Lo stato fra globalizzazione e microidentità politica
del Prof. M. Pedrazza Gorlero (Preside della Facoltà di Giurisprudenza dell'Università di Verona)


La situazione del nostro tempo pone in evidenza la questione della crisi della sovranità dello Stato dovuta, da un lato, al fenomeno dei mercati sovranazionali, che va sotto il nome di globalizzazione, dall'altro alla comparsa dei nuovi soggetti di carattere religioso, etnico, politico che ci fa dubitare di alcune categorie, tra le quali la fondamentale per la modernità politica è la categoria dell'uguaglianza, che oggi forse è in lenta e progressiva eclissi.

Aspetti generali

Le nuove realtà ci sollecitano a rivedere le categorie politiche e giuridiche tradizionali affinché non diventino degli arnesi non più in grado di interpretare la realtà.
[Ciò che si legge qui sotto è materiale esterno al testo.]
//! Media-element transport: loads user files, executes play/seek/volume
//! commands and mirrors element events back into [`TransportState`].

use crate::audio::AudioRuntime;
use crate::core::{SpectrumSource, TransportCommand, TransportState, VizError};
use crate::dom;
use crate::overlay;
use std::cell::RefCell;
use std::rc::Rc;
use wasm_bindgen::closure::Closure;
use wasm_bindgen::JsCast;
use web_sys as web;

// HTMLMediaElement error code for an undecodable source
const MEDIA_ERR_SRC_NOT_SUPPORTED: u16 = 4;

struct LoadedMedia {
    element: web::HtmlAudioElement,
    object_url: String,
    listeners: Vec<(&'static str, Closure<dyn FnMut()>)>,
}

impl LoadedMedia {
    /// Stop playback, detach listeners and release the object URL.
    fn release(self) {
        _ = self.element.pause();
        for (event, closure) in &self.listeners {
            _ = self
                .element
                .remove_event_listener_with_callback(event, closure.as_ref().unchecked_ref());
        }
        _ = self.element.remove_attribute("src");
        _ = web::Url::revoke_object_url(&self.object_url);
        log::info!("[transport] released {}", self.object_url);
    }
}

/// Cheap-to-clone handle shared by the controls, the keyboard and the frame loop.
#[derive(Clone)]
pub struct Player {
    pub state: Rc<RefCell<TransportState>>,
    pub source: Rc<RefCell<SpectrumSource>>,
    audio: Rc<RefCell<AudioRuntime>>,
    media: Rc<RefCell<Option<LoadedMedia>>>,
}

impl Player {
    pub fn new(source: Rc<RefCell<SpectrumSource>>) -> Self {
        Self {
            state: Rc::new(RefCell::new(TransportState::new())),
            source,
            audio: Rc::new(RefCell::new(AudioRuntime::new())),
            media: Rc::new(RefCell::new(None)),
        }
    }

    /// Replace the current source with `file`. The previous analysis binding is
    /// torn down before the new element exists.
    pub fn load_file(&self, file: &web::File) -> anyhow::Result<()> {
        self.source.borrow_mut().unbind();
        if let Some(previous) = self.media.borrow_mut().take() {
            previous.release();
        }

        let url = web::Url::create_object_url_with_blob(file)
            .map_err(|e| anyhow::anyhow!("createObjectURL: {:?}", e))?;
        let element = web::HtmlAudioElement::new_with_src(&url)
            .map_err(|e| anyhow::anyhow!("Audio element: {:?}", e))?;
        let name = file.name();
        let generation = self.state.borrow_mut().load(name.clone());
        log::info!("[transport] loaded {:?} generation={}", name, generation);
        if let Some(doc) = dom::window_document() {
            overlay::clear_status(&doc);
        }

        let listeners = self.wire_media_events(&element, generation);
        element.set_volume(self.state.borrow().volume() as f64);

        let audio = self.audio.clone();
        let bound = self
            .source
            .borrow_mut()
            .bind_with(|| audio.borrow_mut().connect(&element));
        *self.media.borrow_mut() = Some(LoadedMedia {
            element,
            object_url: url,
            listeners,
        });
        // Loaded paused; playback starts from the play control or the keyboard
        if let Err(e) = bound {
            self.report_failure(generation, e);
        }
        Ok(())
    }

    fn wire_media_events(
        &self,
        element: &web::HtmlAudioElement,
        generation: u64,
    ) -> Vec<(&'static str, Closure<dyn FnMut()>)> {
        let mut listeners: Vec<(&'static str, Closure<dyn FnMut()>)> = Vec::new();
        let mut on = |event: &'static str, handler: Box<dyn FnMut()>| {
            let closure = Closure::wrap(handler);
            _ = element.add_event_listener_with_callback(event, closure.as_ref().unchecked_ref());
            listeners.push((event, closure));
        };

        let (player, el) = (self.clone(), element.clone());
        on(
            "loadedmetadata",
            Box::new(move || {
                if player.is_current(generation) {
                    player.state.borrow_mut().set_duration(el.duration());
                }
            }),
        );
        let (player, el) = (self.clone(), element.clone());
        on(
            "timeupdate",
            Box::new(move || {
                if player.is_current(generation) {
                    player.state.borrow_mut().update_position(el.current_time());
                }
            }),
        );
        let player = self.clone();
        on(
            "play",
            Box::new(move || {
                if player.is_current(generation) {
                    player.state.borrow_mut().set_playing(true);
                }
            }),
        );
        for event in ["pause", "ended"] {
            let player = self.clone();
            on(
                event,
                Box::new(move || {
                    if player.is_current(generation) {
                        player.state.borrow_mut().set_playing(false);
                    }
                }),
            );
        }
        let (player, el) = (self.clone(), element.clone());
        on(
            "error",
            Box::new(move || {
                let code = el.error().map(|e| e.code()).unwrap_or(0);
                let name = player.state.borrow().track().unwrap_or("").to_string();
                let err = if code == MEDIA_ERR_SRC_NOT_SUPPORTED {
                    VizError::UnsupportedFormat(name)
                } else {
                    VizError::Binding(format!("media error code {}", code))
                };
                player.report_failure(generation, err);
            }),
        );
        listeners
    }

    fn is_current(&self, generation: u64) -> bool {
        self.state.borrow().generation() == generation
    }

    /// Fail the source for `generation`; the user sees the message once.
    fn report_failure(&self, generation: u64, err: VizError) {
        if !self.is_current(generation) {
            return;
        }
        log::error!("[transport] {}", err);
        let message = err.to_string();
        let first = self.state.borrow_mut().fail(err);
        self.source.borrow_mut().fail();
        if first {
            if let Some(doc) = dom::window_document() {
                overlay::report(&doc, &message);
            }
        }
    }

    pub fn execute(&self, command: TransportCommand) {
        let media = self.media.borrow();
        let Some(media) = media.as_ref() else {
            return;
        };
        let el = &media.element;
        match command {
            TransportCommand::Play => {
                self.audio.borrow().resume();
                _ = el.play();
            }
            TransportCommand::Pause => {
                _ = el.pause();
            }
            TransportCommand::Seek(seconds) => el.set_current_time(seconds),
            TransportCommand::SetVolume(volume) => el.set_volume(volume as f64),
        }
        log::debug!("[transport] {:?}", command);
    }

    pub fn toggle_play(&self) {
        let command = self.state.borrow_mut().toggle_play();
        if let Some(c) = command {
            self.execute(c);
        }
    }

    pub fn seek_to(&self, seconds: f64) {
        let command = self.state.borrow_mut().seek(seconds);
        if let Some(c) = command {
            self.execute(c);
        }
    }

    pub fn seek_by(&self, steps: f64) {
        let command = self.state.borrow_mut().seek_by(steps);
        if let Some(c) = command {
            self.execute(c);
        }
    }

    pub fn set_volume(&self, volume: f32) {
        let command = self.state.borrow_mut().set_volume(volume);
        self.execute(command);
    }

    pub fn nudge_volume(&self, steps: f32) {
        let command = self.state.borrow_mut().nudge_volume(steps);
        self.execute(command);
    }
}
Nel secolo che è trascorso è stato fatto un grande tentativo: fondare una comunità politica basata su principi di ragione generale - attraverso la democrazia - per riuscire a creare un ambiente nel quale fosse possibile e dolce vivere, e ci siamo trovati a dover riaffermare con forza questi principi proprio nei momenti in cui erano maggiormente negati.
Siamo di fronte ad una transizione molto importante rispetto - per dirla marxianamente - ad un nuovo modo di formazione della ricchezza. Le vecchie categorie da questo punto di vista giocano solo in parte per rappresentare la nostra realtà. Quando si parla di globalizzazione si intende in genere un fenomeno nel quale il capitale finanziario si muove nell'ambito del pianeta ricercando le migliori remunerazioni che vengono offerte dai più differenti impieghi.
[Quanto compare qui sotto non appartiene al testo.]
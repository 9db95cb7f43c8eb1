// HSL helpers with the scene-graph library's conventions: h, s, l all in 0..1.

pub fn hsl_to_rgb(h: f32, s: f32, l: f32) -> [f32; 3] {
    let h = h.rem_euclid(1.0);
    let s = s.clamp(0.0, 1.0);
    let l = l.clamp(0.0, 1.0);
    if s == 0.0 {
        return [l, l, l];
    }
    let p = if l <= 0.5 { l * (1.0 + s) } else { l + s - l * s };
    let q = 2.0 * l - p;
    [
        hue_to_rgb(q, p, h + 1.0 / 3.0),
        hue_to_rgb(q, p, h),
        hue_to_rgb(q, p, h - 1.0 / 3.0),
    ]
}

/// `hsl(deg, s, l)` as used by CSS color strings.
pub fn hsl_degrees_to_rgb(hue_degrees: f32, s: f32, l: f32) -> [f32; 3] {
    hsl_to_rgb(hue_degrees / 360.0, s, l)
}

fn hue_to_rgb(p: f32, q: f32, t: f32) -> f32 {
    let t = t.rem_euclid(1.0);
    if t < 1.0 / 6.0 {
        p + (q - p) * 6.0 * t
    } else if t < 0.5 {
        q
    } else if t < 2.0 / 3.0 {
        p + (q - p) * 6.0 * (2.0 / 3.0 - t)
    } else {
        p
    }
}

pub fn hex_to_rgb(hex: u32) -> [f32; 3] {
    [
        ((hex >> 16) & 0xff) as f32 / 255.0,
        ((hex >> 8) & 0xff) as f32 / 255.0,
        (hex & 0xff) as f32 / 255.0,
    ]
}
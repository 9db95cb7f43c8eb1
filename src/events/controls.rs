use crate::constants::*;
use crate::dom;
use crate::transport::Player;
use wasm_bindgen::JsCast;
use web_sys as web;

/// File picker, play button and the volume/seek sliders.
pub fn wire_transport_controls(document: &web::Document, player: &Player) {
    let p = player.clone();
    dom::add_listener(document, FILE_INPUT_ID, "change", move |ev| {
        let file = ev
            .target()
            .and_then(|t| t.dyn_into::<web::HtmlInputElement>().ok())
            .and_then(|input| input.files())
            .and_then(|files| files.get(0));
        if let Some(file) = file {
            if let Err(e) = p.load_file(&file) {
                log::error!("[controls] load failed: {:?}", e);
            }
        }
    });

    let p = player.clone();
    dom::add_click_listener(document, PLAY_BUTTON_ID, move || p.toggle_play());

    let p = player.clone();
    dom::add_listener(document, VOLUME_SLIDER_ID, "input", move |ev| {
        if let Some(value) = slider_value(&ev) {
            p.set_volume(value as f32);
        }
    });

    let p = player.clone();
    dom::add_listener(document, SEEK_SLIDER_ID, "input", move |ev| {
        if let Some(value) = slider_value(&ev) {
            p.seek_to(value);
        }
    });
}

fn slider_value(ev: &web::Event) -> Option<f64> {
    let input = ev.target()?.dyn_into::<web::HtmlInputElement>().ok()?;
    let value = input.value_as_number();
    value.is_finite().then_some(value)
}
use crate::core::input::{action_for_key, KeyAction, PendingVariant};
use crate::dom;
use crate::overlay;
use crate::transport::Player;
use wasm_bindgen::JsCast;
use web_sys as web;

#[derive(Clone)]
pub struct KeyTargets {
    pub player: Player,
    /// Picked up by the frame loop, which rebuilds the visualizer.
    pub pending_variant: PendingVariant,
    pub canvas: web::HtmlCanvasElement,
}

/// Focused form controls keep their own keys.
fn typing_in_control(ev: &web::KeyboardEvent) -> bool {
    ev.target()
        .and_then(|t| t.dyn_into::<web::HtmlInputElement>().ok())
        .is_some()
}

pub fn handle_global_keydown(ev: &web::KeyboardEvent, targets: &KeyTargets) {
    if typing_in_control(ev) || ev.ctrl_key() || ev.meta_key() || ev.alt_key() {
        return;
    }
    let key = ev.key();
    let Some(action) = action_for_key(key.as_str()) else {
        return;
    };
    match action {
        KeyAction::TogglePlay => targets.player.toggle_play(),
        KeyAction::Seek(steps) => targets.player.seek_by(steps),
        KeyAction::Volume(steps) => targets.player.nudge_volume(steps),
        KeyAction::SelectVariant(kind) => {
            log::info!("[keys] variant {}", kind);
            targets.pending_variant.request(kind);
        }
        KeyAction::ToggleOverlay => {
            if let Some(doc) = dom::window_document() {
                overlay::toggle(&doc);
            }
        }
        KeyAction::Fullscreen => dom::toggle_fullscreen(&targets.canvas),
    }
    ev.prevent_default();
}

pub fn wire_global_keydown(targets: KeyTargets) {
    if let Some(window) = web::window() {
        let closure =
            wasm_bindgen::closure::Closure::wrap(Box::new(move |ev: web::KeyboardEvent| {
                handle_global_keydown(&ev, &targets);
            }) as Box<dyn FnMut(_)>);
        _ = window.add_event_listener_with_callback("keydown", closure.as_ref().unchecked_ref());
        closure.forget();
    }
}
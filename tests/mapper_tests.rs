// Host-side tests for the parameter mappers.

use audioviz_web::core::constants::*;
use audioviz_web::core::mappers::*;
use glam::Vec3;
use std::f32::consts::FRAC_PI_2;

const EPS: f32 = 1e-5;

#[test]
fn mean_of_empty_is_zero() {
    assert_eq!(mean(&[]), 0.0);
    assert!(!mean(&[]).is_nan());
}

#[test]
fn bar_scale_follows_formula_and_anchors_center() {
    let p = bar_scale(255.0, 3.0);
    assert!((p.scale_y - 4.0).abs() < EPS);
    assert!((p.y_offset - 1.5).abs() < EPS);

    let half = bar_scale(127.5, 3.0);
    assert!((half.scale_y - 2.5).abs() < EPS);
    assert!((half.y_offset - 0.75).abs() < EPS);
}

#[test]
fn bar_scale_rests_on_silence() {
    assert_eq!(bar_scale(0.0, BAR_GAIN), BarParams::REST);
}

#[test]
fn sphere_pulse_uses_mean_and_maps_hue() {
    let freqs = [0.0, 255.0, 127.5, 127.5];
    let p = sphere_pulse(&freqs, 0.3);
    let avg = 127.5;
    assert!((p.scale - (1.0 + avg / 255.0 * 0.3)).abs() < EPS);
    assert!((p.hue_degrees - 180.0).abs() < 1e-3);
}

#[test]
fn sphere_pulse_rests_on_silence_and_empty_input() {
    assert_eq!(sphere_pulse(&[0.0; 128], 1.0), SpherePulse::REST);
    assert_eq!(sphere_pulse(&[], 1.0), SpherePulse::REST);
}

#[test]
fn circular_layout_matches_reference_points() {
    let first = circular_position(0, 64, 8.0);
    assert!((first.x - 8.0).abs() < EPS);
    assert!(first.z.abs() < EPS);
    assert_eq!(first.hue, 0.0);

    let quarter = circular_position(16, 64, 8.0);
    assert!(quarter.x.abs() < 1e-4);
    assert!((quarter.z - 8.0).abs() < 1e-4);
    assert!((quarter.hue - 0.25).abs() < EPS);
}

#[test]
fn circular_layout_with_no_bars_does_not_divide_by_zero() {
    let slot = circular_position(0, 0, 8.0);
    assert!(slot.x.is_finite() && slot.z.is_finite() && slot.hue.is_finite());
}

#[test]
fn waveform_displacement_follows_half_index_rule() {
    let mut wave = WaveformLine::new(8, WaveShape::Line { extent: 20.0 }, 2.0);
    let freqs = [255.0, 0.0, 127.5];
    wave.update(&freqs);
    // point i reads freq[floor(i/2) mod len]
    let expected = [2.0, 2.0, 0.0, 0.0, 1.0, 1.0, 2.0, 2.0];
    for (i, want) in expected.iter().enumerate() {
        let got = wave.displacement(i).unwrap();
        assert!((got - want).abs() < EPS, "point {i}: {got} != {want}");
    }
}

#[test]
fn waveform_line_spans_extent_and_keeps_x_between_updates() {
    let mut wave = WaveformLine::new(WAVEFORM_POINTS, WaveShape::Line { extent: 20.0 }, 2.0);
    let pts = wave.points();
    assert_eq!(pts.len(), WAVEFORM_POINTS);
    assert!((pts[0].x + 10.0).abs() < EPS);
    assert!((pts[WAVEFORM_POINTS - 1].x - 10.0).abs() < EPS);

    let xs_before: Vec<f32> = wave.points().iter().map(|p| p.x).collect();
    let buffer_before = wave.points().as_ptr();
    wave.update(&[200.0; 128]);
    wave.update(&[10.0; 64]);
    let xs_after: Vec<f32> = wave.points().iter().map(|p| p.x).collect();
    assert_eq!(xs_before, xs_after);
    assert_eq!(buffer_before, wave.points().as_ptr());
}

#[test]
fn waveform_ellipse_displaces_along_z_only() {
    let mut wave = WaveformLine::new(16, WaveShape::Ellipse { radius: 10.0 }, 2.0);
    let before: Vec<Vec3> = wave.points().to_vec();
    wave.update(&[255.0; 4]);
    for (a, b) in before.iter().zip(wave.points()) {
        assert_eq!(a.x, b.x);
        assert_eq!(a.y, b.y);
        assert!((b.z - 2.0).abs() < EPS);
    }
}

#[test]
fn waveform_with_empty_frequencies_stays_flat() {
    let mut wave = WaveformLine::new(4, WaveShape::Line { extent: 2.0 }, 2.0);
    wave.update(&[]);
    assert!(wave.points().iter().all(|p| p.y == 0.0));
}

#[test]
fn ring_scale_is_frequency_driven_and_spin_is_time_driven() {
    assert_eq!(ring_scale(&[0.0; 32], RING_GAIN), 1.0);
    assert!((ring_scale(&[255.0; 32], RING_GAIN) - 1.2).abs() < EPS);

    let mut spin = Spin::per_frame(RING_SPIN_PER_FRAME);
    // One second at the reference cadence equals sixty per-frame increments
    let a = spin.advance(1.0);
    assert!((a - RING_SPIN_PER_FRAME * 60.0).abs() < 1e-4);
    // Silence does not stop the spin; zero dt does
    let b = spin.advance(0.0);
    assert_eq!(a, b);
    let c = spin.advance(0.5);
    assert!(c > b);
}

#[test]
fn spin_ignores_non_finite_dt() {
    let mut spin = Spin::new(1.0);
    spin.advance(0.25);
    assert_eq!(spin.advance(f32::NAN), 0.25);
    assert_eq!(spin.advance(-1.0), 0.25);
}

#[test]
fn bass_pulse_uses_first_bins_only() {
    let mut freqs = vec![0.0; 128];
    for f in freqs.iter_mut().take(8) {
        *f = 255.0;
    }
    let p = bass_pulse(&freqs, BASS_BINS, CRYSTAL_GAIN);
    assert!((p.intensity - 1.0).abs() < EPS);
    assert!((p.outer_scale - 1.2).abs() < EPS);
    assert!((p.inner_scale - 1.2 * CRYSTAL_INNER_RATIO).abs() < EPS);
    assert!((p.glow_scale - 1.2 * CRYSTAL_GLOW_RATIO).abs() < EPS);
    assert!((p.glow_intensity - 1.0_f32.tanh() * CRYSTAL_GLOW_MAX).abs() < 1e-4);

    let rest = bass_pulse(&[], BASS_BINS, CRYSTAL_GAIN);
    assert_eq!(rest.outer_scale, 1.0);
    assert_eq!(rest.glow_intensity, 0.0);
}

#[test]
fn nebula_clouds_are_laid_out_and_scaled_by_band() {
    let c = nebula_cloud(0, 8, 128.0, 0.0);
    assert!((c.position.x - (-3.5 * 3.0)).abs() < EPS);
    assert!(c.position.y.abs() < EPS);
    assert!((c.position.z - 2.0).abs() < EPS);
    assert!((c.scale - 2.0).abs() < EPS);
    assert_eq!(c.hue, 0.0);
    // At t = 0 the sway sits at cos(0) on X and sin(0) on Y
    assert!((c.rotation_x - 0.2).abs() < EPS);
    assert!(c.rotation_y.abs() < EPS);

    let last = nebula_cloud(7, 8, 0.0, 0.0);
    assert!((last.position.x - 3.5 * 3.0).abs() < EPS);
    assert!((last.hue - 7.0 / 8.0).abs() < EPS);
    assert_eq!(last.scale, 1.0);
}

#[test]
fn nebula_scale_rejects_nan() {
    assert_eq!(nebula_cloud(0, 8, f32::NAN, 1.0).scale, 1.0);
}

#[test]
fn floating_cube_bobs_and_turns_with_time() {
    let base = Vec3::new(5.0, 5.0, 0.0);
    let m = floating_cube(base, FRAC_PI_2 / 2.0);
    // sin(2t) = 1 at t = pi/4
    assert!((m.position.y - 5.5).abs() < EPS);
    assert_eq!(m.position.x, 5.0);
    assert!((m.rotation.x - FRAC_PI_2 / 4.0).abs() < EPS);
}

#[test]
fn network_time_helpers_follow_formulas() {
    assert!((node_pulse(0.0, 0.0) - 1.0).abs() < EPS);
    assert!((dash_offset(0.0) - 5.0).abs() < EPS);
    assert!((data_flow_t(0.5) - 0.25).abs() < EPS);
    assert!((data_flow_t(2.5) - 0.25).abs() < EPS);
}
use audioviz_web::core::{OrbitCamera, VariantKind};
use glam::Vec3;
use std::f32::consts::{FRAC_PI_2, PI};

fn approx(a: Vec3, b: Vec3) -> bool {
    (a - b).length() < 1e-3
}

#[test]
fn variant_cameras_start_at_their_eye() {
    let crystal = OrbitCamera::from_spec(&VariantKind::Crystal.config().ambient.camera);
    assert!(approx(crystal.eye(), Vec3::new(0.0, 0.0, 8.0)));
    assert!((crystal.fovy_radians - 60f32.to_radians()).abs() < 1e-6);

    let orbit = OrbitCamera::from_spec(&VariantKind::Orbit.config().ambient.camera);
    assert!(approx(orbit.eye(), Vec3::new(0.0, 15.0, 25.0)));
}

#[test]
fn pitch_never_flips_over_the_pole() {
    let mut cam = OrbitCamera::looking_at(Vec3::new(0.0, 0.0, 10.0), Vec3::ZERO, 60.0);
    cam.orbit(0.0, 10.0);
    assert!(cam.pitch < FRAC_PI_2);
    cam.orbit(0.0, -20.0);
    assert!(cam.pitch > -FRAC_PI_2);
    assert!((cam.eye().length() - 10.0).abs() < 1e-3);
}

#[test]
fn zoom_is_clamped_and_can_be_disabled() {
    let mut cam = OrbitCamera::looking_at(Vec3::new(0.0, 0.0, 10.0), Vec3::ZERO, 60.0);
    cam.zoom(0.5);
    assert!((cam.distance - 5.0).abs() < 1e-5);
    cam.zoom(1e6);
    assert_eq!(cam.distance, cam.max_distance);
    cam.zoom(f32::NAN);
    assert_eq!(cam.distance, cam.max_distance);

    let mut fixed = OrbitCamera::from_spec(&VariantKind::Ribbon.config().ambient.camera);
    let d = fixed.distance;
    fixed.zoom(0.5);
    assert_eq!(fixed.distance, d);
}

#[test]
fn auto_rotate_one_is_a_revolution_per_minute() {
    let mut cam = OrbitCamera::looking_at(Vec3::new(0.0, 0.0, 10.0), Vec3::ZERO, 60.0);
    cam.auto_rotate_speed = 1.0;
    cam.update(30.0);
    assert!((cam.yaw - PI).abs() < 1e-4);
    cam.update(0.0);
    cam.update(-1.0);
    assert!((cam.yaw - PI).abs() < 1e-4);
}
Dal punto di vista delle vecchie categorie la globalizzazione genera un fenomeno che è molto simile a quello della rendita: ciò che noi guadagniamo non è sempre il frutto del lavoro ma appartiene esso stesso al mondo della rendita, nel quale il capitale viene remunerato senza che ci sia lavoro alle spalle. Questo fenomeno che per certi versi conoscevamo già, adesso si è disteso sull'intero pianeta. Il fatto che il capitale finanziario metta in movimento migliaia di migliaia di miliardi ci può far comprendere perchè uno dei grandi temi dei prossimi anni sarà quello dell'impossibile distinzione tra la ricchezza da lavoro e la ricchezza da crimine: il capitale finanziario metabolizza dentro di sé qualunque tipo di ricchezza.
La globalizzazione ha degli aspetti di carattere negativo: togliere lavoro nella sede propria per spostarla in un altro, ma è anche portatrice di relativo benessere.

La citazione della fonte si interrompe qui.